Entre as situações mais comuns que justificam a retenção imediata estão problemas graves nos freios, pneus carecas, ausência de equipamentos de segurança obrigatórios ou qualquer falha que coloque em risco condutores e pedestres. Nesses casos, o veículo não pode seguir viagem até que a irregularidade seja corrigida no local ou em situação regular.
A retenção do veículo parte de avaliação técnica feita pelo agente responsável pela blitz. Ele verifica itens essenciais ao funcionamento e à segurança, como iluminação, estado dos cintos de segurança, funcionamento do extintor de incêndio e condições do sistema de direção. Caso o risco seja considerado iminente, o carro é impedido de sair do local.

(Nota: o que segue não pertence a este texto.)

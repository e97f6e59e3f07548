use anyhow::{bail, Context, Result};
use serde::{Deserialize, Serialize};
use std::fs;
use std::io::{self, Write};

use billfold_core::Identity;

use crate::config;
use crate::state::ensure_billfold_home;

#[derive(Debug, Clone, Serialize, Deserialize, Default)]
pub struct AuthState {
    pub vision_api_key: Option<String>,
    pub access_token: Option<String>,
    pub user_id: Option<String>,
    pub email: Option<String>,
}

/// The session IS the identity capability: a user id counts only while an
/// access token is also present.
impl Identity for AuthState {
    fn current_user(&self) -> Option<String> {
        match (&self.access_token, &self.user_id) {
            (Some(_), Some(id)) => Some(id.clone()),
            _ => None,
        }
    }
}

fn auth_path() -> Result<std::path::PathBuf> {
    Ok(ensure_billfold_home()?.join("auth.json"))
}

pub fn load_auth() -> Result<AuthState> {
    let p = auth_path()?;
    if !p.exists() {
        return Ok(AuthState::default());
    }
    let s = fs::read_to_string(&p).with_context(|| format!("read {}", p.display()))?;
    Ok(serde_json::from_str(&s)?)
}

pub fn save_auth(auth: &AuthState) -> Result<()> {
    let p = auth_path()?;
    let s = serde_json::to_string_pretty(auth)?;
    fs::write(&p, s).with_context(|| format!("write {}", p.display()))?;
    Ok(())
}

fn prompt_line(label: &str) -> Result<String> {
    print!("{}: ", label);
    io::stdout().flush().ok();
    let mut s = String::new();
    io::stdin().read_line(&mut s)?;
    Ok(s.trim().to_string())
}

pub fn paste_vision_key() -> Result<()> {
    let mut auth = load_auth()?;
    let key = prompt_line("Paste vision API key (starts with AIza)")?;
    if !key.starts_with("AIza") {
        bail!("key didn't look like a Google API key (expected prefix AIza)");
    }
    auth.vision_api_key = Some(key);
    save_auth(&auth)?;
    println!("Saved vision API key to ~/.billfold/auth.json");
    Ok(())
}

/// Password-grant sign-in against the store's auth endpoint. Stores the
/// access token and user id for later owner-scoped calls.
pub async fn login(email: Option<String>) -> Result<()> {
    let cfg = config::load_config()?;
    if cfg.store.api_key.is_empty() {
        bail!("store api_key is empty; run: billfold config init, then edit ~/.billfold/config.toml");
    }

    let email = match email {
        Some(e) => e,
        None => prompt_line("Email")?,
    };
    let password = prompt_line("Password")?;

    #[derive(Serialize)]
    struct Req {
        email: String,
        password: String,
    }

    #[derive(Deserialize)]
    struct Resp {
        access_token: String,
        user: RespUser,
    }

    #[derive(Deserialize)]
    struct RespUser {
        id: String,
    }

    let url = format!(
        "{}/auth/v1/token?grant_type=password",
        cfg.store.base_url.trim_end_matches('/')
    );

    let client = reqwest::Client::new();
    let resp = client
        .post(&url)
        .header("apikey", &cfg.store.api_key)
        .json(&Req {
            email: email.clone(),
            password,
        })
        .send()
        .await
        .context("sign-in request")?;

    let status = resp.status();
    if !status.is_success() {
        let txt = resp.text().await.unwrap_or_default();
        bail!("sign-in failed: {status} {txt}");
    }

    let out: Resp = resp.json().await.context("parse sign-in response")?;

    let mut auth = load_auth()?;
    auth.access_token = Some(out.access_token);
    auth.user_id = Some(out.user.id);
    auth.email = Some(email);
    save_auth(&auth)?;
    println!("Signed in. Session saved to ~/.billfold/auth.json");
    Ok(())
}

pub fn logout() -> Result<()> {
    let mut auth = load_auth()?;
    auth.access_token = None;
    auth.user_id = None;
    save_auth(&auth)?;
    println!("Signed out.");
    Ok(())
}

pub fn status() -> Result<()> {
    let auth = load_auth()?;
    match auth.current_user() {
        Some(id) => println!(
            "Signed in as {} ({})",
            auth.email.as_deref().unwrap_or("<unknown>"),
            id
        ),
        None => println!("Not signed in. Run: billfold auth login"),
    }
    match auth.vision_api_key {
        Some(_) => println!("Vision API key: set"),
        None => println!("Vision API key: missing (billfold auth paste-vision-key)"),
    }
    Ok(())
}
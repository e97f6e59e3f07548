//! Time utilities: the "today" used for date fallback is resolved in the
//! user's configured timezone, not the server's.

use anyhow::Result;
use chrono::{NaiveDate, Utc};
use chrono_tz::Tz;

/// Today's calendar date in an IANA timezone like "America/Chicago".
pub fn today_in(tz: &str) -> Result<NaiveDate> {
    let tz: Tz = tz
        .parse()
        .map_err(|_| anyhow::anyhow!("invalid timezone: {tz}"))?;
    Ok(Utc::now().with_timezone(&tz).date_naive())
}

#[cfg(test)]
mod tests {
    use super::*;

    #[test]
    fn test_known_timezones_resolve() {
        assert!(today_in("UTC").is_ok());
        assert!(today_in("America/Chicago").is_ok());
    }

    #[test]
    fn test_invalid_timezone_errors() {
        assert!(today_in("Mars/Olympus_Mons").is_err());
    }
}
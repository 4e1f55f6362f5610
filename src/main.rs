use srtedit::session::{self, Session};
use srtedit::Track;

use std::io;
use std::path::PathBuf;

use anyhow::{Context, Result};
use chrono::Duration;
use clap::{ArgAction, Parser as ClapParser};
use log::{warn, LevelFilter};

fn main() {
    match run() {
        Ok(()) => (),
        Err(err) => {
            eprintln!("An error occurred: {}", err);
            for cause in err.chain().skip(1) {
                eprintln!("    {}", cause);
            }
            std::process::exit(1);
        }
    }
}

#[derive(ClapParser)]
#[command(version, about = "Edit SRT subtitles from the terminal")]
struct Cli {
    #[arg(value_name = "FILE", help = "The SRT file to edit.")]
    input: PathBuf,
    #[arg(
        short,
        long,
        value_name = "FILE",
        help = "The file to save to.",
        default_value = "output.srt"
    )]
    output: PathBuf,
    #[arg(long, help = "Convert the subtitle text from Latin-1 to UTF-8 after loading.")]
    latin1: bool,
    #[arg(
        long,
        value_name = "OFFSET",
        allow_hyphen_values = true,
        value_parser = session::parse_offset,
        help = "Shift all subtitles by OFFSET (e.g. 1500, -2s, 00:00:01,500)."
    )]
    shift: Option<Duration>,
    #[arg(
        short,
        long,
        value_name = "NUM",
        help = "Toggle deletion of the subtitle numbered NUM. May be repeated."
    )]
    delete: Vec<usize>,
    #[arg(
        long,
        help = "Apply the edits given on the command line, save and exit without starting a session."
    )]
    batch: bool,
    #[arg(short, long, action = ArgAction::Count, help = "Increase log verbosity.")]
    verbose: u8,
}

fn init_logging(verbosity: u8) {
    let level = match verbosity {
        0 => LevelFilter::Warn,
        1 => LevelFilter::Info,
        2 => LevelFilter::Debug,
        _ => LevelFilter::Trace,
    };
    env_logger::Builder::new()
        .filter_level(level)
        .parse_default_env()
        .format_timestamp(None)
        .init();
}

fn run() -> Result<()> {
    let cli = Cli::parse();
    init_logging(cli.verbose);

    let mut track = Track::load(&cli.input)
        .with_context(|| format!("Failed to open input file: '{}'", cli.input.display()))?;
    if track.is_empty() {
        warn!("'{}' contains no subtitles", cli.input.display());
    }

    if cli.latin1 && !track.convert_from_latin1() {
        warn!("Input was already read as Latin-1, skipping conversion");
    }
    if let Some(offset) = cli.shift {
        track.shift(offset);
    }
    for num in &cli.delete {
        if track.toggle_delete(*num).is_none() {
            warn!("No subtitle numbered {}", num);
        }
    }

    if cli.batch {
        return track
            .save(&cli.output)
            .with_context(|| format!("Failed to save to '{}'", cli.output.display()));
    }

    let mut session = Session::new(track, cli.output);
    let stdin = io::stdin();
    let stdout = io::stdout();
    session.run(stdin.lock(), &mut stdout.lock())
}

De acordo com a legislação vigente, o proprietário pode optar por sanar o problema na hora, se possível. Se não houver solução imediata, o automóvel é removido para um pátio credenciado até que todas as pendências sejam resolvidas. Só após a regularização e o pagamento de eventuais despesas, como taxas de guincho e diária, o veículo é liberado.
Segundo autoridades de trânsito, a medida visa coibir práticas que possam causar acidentes graves no trânsito. “A retenção é um instrumento legal para preservar vidas e garantir que apenas veículos em condições circulem”, explica um agente consultado. O procedimento também vale para situações em que motoristas se recusam a apresentar documentos obrigatórios.
Dados do Departamento Nacional de Trânsito (Denatran) apontam que milhares de veículos são retidos anualmente em todo o país por apresentarem irregularidades. O órgão reforça que a fiscalização é constante e que manter o automóvel regularizado é imprescindível para evitar transtornos durante uma blitz.